Nei momenti di isolato sconforto
la sua assenza mi feriva il cuore;
incapace di stare solo e sperduto,
cercai distrazioni, la adombrai,
ammisi che ero stato con un’altra.
Ante, illa! La attesi d’estate,
non venne e non scrisse più:
che dolore nell’eremo Alienazione!
Alcol, birra, vino, donne non amate,
incapace di accettare la realtà,
ma speranza viva e lei nella mente.
Al progressive festival mi placai
perché si era in dimensione sogno,
just ineffable oniric situation 
in cui si scordano fatali crudeltà.
…Aspettavo un minimo di fulgore
e ne fui inondato, finalmente.
Riprese la realtà, delusioni, pene,
incomprensioni della gente aliena.
Sollievo all’idea che Lei mi capisse,
pensiero sulla vita futura insieme,
concepita difficile perché Cristiana,
non lo nascosi e assentiva confusa.
Nell’attesa la mia anarchia bloccata:
no a ingiustizie e domini; educazione
a libertà, pace e giustizia universale,
distogliere le menti dal condizionamento.
Fu la mia scelta di vita e lei si chiese
se il nostro amore fosse sopravvissuto.donna,liberazione,alcol,amore,cristianesimo,comunismo,anarchismo,onirismo,rock,giustizia sociale

In base al discorso fatto per i versi precedenti “prima gioventù” mi sembra un titolo esagerato, ma alla fine ho deciso di tenerlo a testimonianza delle sensazioni di allora. Difficile definire l’età di transizione. Mi ponevo il problema soprattutto perché i versi trattano di un periodo molto ristretto, meno di due anni, tra i 17 e i 18… Tuttavia va benissimo perché secondo me ci sono tante gioventù.
La protagonista è già ampiamente presente in altri versi, cito Enigma… Sostanzialmente il brano riguarda un lungo periodo in cui stemmo lontani, con vago riferimento ad altri fatti del periodo e con alcune autocitazioni.

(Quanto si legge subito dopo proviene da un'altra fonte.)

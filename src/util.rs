/// Utility functions for the GaugeLSP server.
///
/// This module contains file classification, path/URI conversion,
/// document content lookup (open buffer first, disk second), and logging.
use std::path::{Path, PathBuf};

use tower_lsp::lsp_types::*;

use crate::Backend;
use crate::types::DocumentKind;

/// File extension of Gauge concept files.
pub const CONCEPT_EXTENSION: &str = "cpt";

/// Whether `path` names a concept file.
pub fn is_concept_file(path: &Path) -> bool {
    path.extension()
        .is_some_and(|ext| ext.eq_ignore_ascii_case(CONCEPT_EXTENSION))
}

/// Classify the document behind `uri`.
///
/// URIs that are not `file://` URIs are classified by the extension of
/// their path component.
pub fn document_kind(uri: &Url) -> DocumentKind {
    let path = uri
        .to_file_path()
        .unwrap_or_else(|_| PathBuf::from(uri.path()));
    if is_concept_file(&path) {
        DocumentKind::Concept
    } else {
        DocumentKind::Spec
    }
}

/// Convert a file system path to a `file://` URI.
///
/// Relative paths are resolved against `base` (normally the workspace
/// root).  Returns `None` when no absolute path can be formed.
pub fn path_to_uri(path: &Path, base: Option<&Path>) -> Option<Url> {
    if path.is_absolute() {
        return Url::from_file_path(path).ok();
    }
    let joined = base?.join(path);
    Url::from_file_path(joined).ok()
}

/// Convert a `file://` URI back to a file system path.
pub fn uri_to_path(uri: &str) -> Option<PathBuf> {
    Url::parse(uri).ok()?.to_file_path().ok()
}

/// Length of `line` in LSP character units (UTF-16 code units).
pub fn line_length(line: &str) -> u32 {
    u32::try_from(line.encode_utf16().count()).unwrap_or(u32::MAX)
}

impl Backend {
    /// Whether `uri` is currently open in the editor.
    pub fn is_open(&self, uri: &str) -> bool {
        self.open_files
            .lock()
            .map(|files| files.contains_key(uri))
            .unwrap_or(false)
    }

    /// Text of zero-based line `index` of an open document, or an empty
    /// string when the document is not open or the line does not exist.
    pub fn get_line(&self, uri: &str, index: usize) -> String {
        self.open_files
            .lock()
            .ok()
            .and_then(|files| {
                files
                    .get(uri)
                    .and_then(|text| text.lines().nth(index).map(str::to_string))
            })
            .unwrap_or_default()
    }

    /// Content of `uri`: the open buffer if the editor has it open,
    /// otherwise the file on disk.  Unreadable documents are empty.
    pub(crate) fn get_content(&self, uri: &str) -> String {
        if let Ok(files) = self.open_files.lock()
            && let Some(text) = files.get(uri)
        {
            return text.clone();
        }

        uri_to_path(uri)
            .and_then(|path| std::fs::read_to_string(path).ok())
            .unwrap_or_default()
    }

    pub(crate) async fn log(&self, typ: MessageType, message: String) {
        if let Some(client) = &self.client {
            client.log_message(typ, message).await;
        }
    }
}

#[cfg(test)]
mod tests {
    use super::*;

    #[test]
    fn concept_files_are_recognised_by_extension() {
        assert!(is_concept_file(Path::new("/p/specs/login.cpt")));
        assert!(is_concept_file(Path::new("LOGIN.CPT")));
        assert!(!is_concept_file(Path::new("/p/specs/login.spec")));
        assert!(!is_concept_file(Path::new("/p/specs/cpt")));
    }

    #[test]
    fn document_kind_follows_the_uri_path() {
        let concept = Url::parse("file:///p/specs/login.cpt").unwrap();
        let spec = Url::parse("file:///p/specs/login.spec").unwrap();
        let untitled = Url::parse("untitled:login.cpt").unwrap();
        assert_eq!(document_kind(&concept), DocumentKind::Concept);
        assert_eq!(document_kind(&spec), DocumentKind::Spec);
        assert_eq!(document_kind(&untitled), DocumentKind::Concept);
    }

    #[test]
    fn relative_paths_resolve_against_base() {
        let uri = path_to_uri(Path::new("src/Steps.java"), Some(Path::new("/project"))).unwrap();
        assert_eq!(uri.as_str(), "file:///project/src/Steps.java");
        assert!(path_to_uri(Path::new("src/Steps.java"), None).is_none());
    }

    #[test]
    fn uri_round_trips_to_path() {
        let path = uri_to_path("file:///project/specs/a.spec").unwrap();
        assert_eq!(path, PathBuf::from("/project/specs/a.spec"));
        assert!(uri_to_path("not a uri").is_none());
    }

    #[test]
    fn line_length_counts_utf16_units() {
        assert_eq!(line_length("Given a cat"), 11);
        assert_eq!(line_length("naïve"), 5);
        assert_eq!(line_length("🐈"), 2);
    }
}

Qui le modifiche sono un po’ più importanti e le segnalo:
verso 6: “in purgatorio” era “nella sua lontananza
verso 11:  “la adombrai” era “la scordai
verso 13: era “Quell’estate la aspettavo
verso 15:  “che dolore nell’eremo” era “sarei morto senza
dal verso 17 al 34 il testo era questo:
“…ma non morì la speranza, nel tempo del dolore.

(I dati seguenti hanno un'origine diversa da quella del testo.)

/// The concept dictionary.
///
/// Maps a concept's canonical value (e.g. `Login as {}`) to the file and
/// heading line that declare it.  Several files may declare the same value;
/// the earliest indexed declaration wins until its file drops it.  Populated from `.cpt` files when the
/// server starts and refreshed whenever a concept file is opened, edited,
/// or saved.
///
/// The dictionary is shared by every request and synchronizes internally;
/// goto-definition only reads from it.
use std::collections::HashMap;
use std::path::{Path, PathBuf};
use std::sync::Arc;

use ignore::WalkBuilder;
use parking_lot::RwLock;

use crate::parser::{self, ParseError};
use crate::types::ConceptInfo;
use crate::util::is_concept_file;

#[derive(Debug, Clone, Default)]
pub struct ConceptDictionary {
    entries: Arc<RwLock<HashMap<String, Vec<ConceptInfo>>>>,
}

impl ConceptDictionary {
    pub fn new() -> Self {
        Self::default()
    }

    /// Look up a concept by the canonical value of a step invoking it.
    pub fn lookup(&self, value: &str) -> Option<ConceptInfo> {
        self.entries
            .read()
            .get(value)
            .and_then(|owners| owners.first())
            .cloned()
    }

    /// Index the concepts declared in `content`, replacing whatever was
    /// previously indexed for `file`.
    ///
    /// On a parse error the previous entries for `file` are left untouched,
    /// so a concept file being edited keeps resolving until it parses again.
    /// Returns the number of concepts indexed.
    pub fn add_file(&self, file: &Path, content: &str) -> Result<usize, ParseError> {
        let concepts = parser::parse_concepts(content, &file.to_string_lossy())?;

        let mut entries = self.entries.write();
        forget_file(&mut entries, file);
        for concept in &concepts {
            entries
                .entry(concept.heading.value.clone())
                .or_default()
                .push(ConceptInfo {
                    file: file.to_path_buf(),
                    line_no: concept.heading.line_no,
                });
        }
        Ok(concepts.len())
    }

    /// Forget every concept declared in `file`.
    pub fn remove_file(&self, file: &Path) {
        forget_file(&mut self.entries.write(), file);
    }

    /// Walk `root` (honouring `.gitignore`) and index every concept file.
    ///
    /// Files that cannot be read or parsed are skipped with a warning.
    /// Returns the list of concept files that were indexed.
    pub fn load_workspace(&self, root: &Path) -> Vec<PathBuf> {
        let mut loaded = Vec::new();
        for entry in WalkBuilder::new(root).build().flatten() {
            let path = entry.path();
            if !entry.file_type().is_some_and(|ft| ft.is_file()) || !is_concept_file(path) {
                continue;
            }
            let content = match std::fs::read_to_string(path) {
                Ok(c) => c,
                Err(err) => {
                    tracing::warn!(path = %path.display(), %err, "skipping unreadable concept file");
                    continue;
                }
            };
            match self.add_file(path, &content) {
                Ok(count) => {
                    tracing::debug!(path = %path.display(), count, "indexed concept file");
                    loaded.push(path.to_path_buf());
                }
                Err(err) => {
                    tracing::warn!(%err, "skipping concept file that does not parse");
                }
            }
        }
        loaded
    }

    pub fn len(&self) -> usize {
        self.entries.read().len()
    }

    pub fn is_empty(&self) -> bool {
        self.entries.read().is_empty()
    }
}

fn forget_file(entries: &mut HashMap<String, Vec<ConceptInfo>>, file: &Path) {
    entries.retain(|_, owners| {
        owners.retain(|info| info.file != file);
        !owners.is_empty()
    });
}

Con lei nella mente, incapace di accettare la realtà.
Al meeting non soffrii
perché là tutto era diverso,
in quell’atmosfera si scordavano
le crudeltà della vita.
… Aspettavo un po’ di luce
e ne fui riempito, finalmente.
Nella vita delusione e dolore,
incomprensione della gente.
Lei poteva capirmi
e pensavo alla vita futura insieme,
difficile perché Cristiana
e non glielo nascosi.
La attendevo e la mia anarchia non maturava:
niente ingiustizie e comandi: sensibilizzazione,
uguaglianza, pace e libertà tra tutti:
distogliere le menti da un condizionamento disumano”
.

(V – 14.9 A)

Music:
RE DO
LA MI     FA
LA DO
RE MI    SOL
(V – 14.9 A)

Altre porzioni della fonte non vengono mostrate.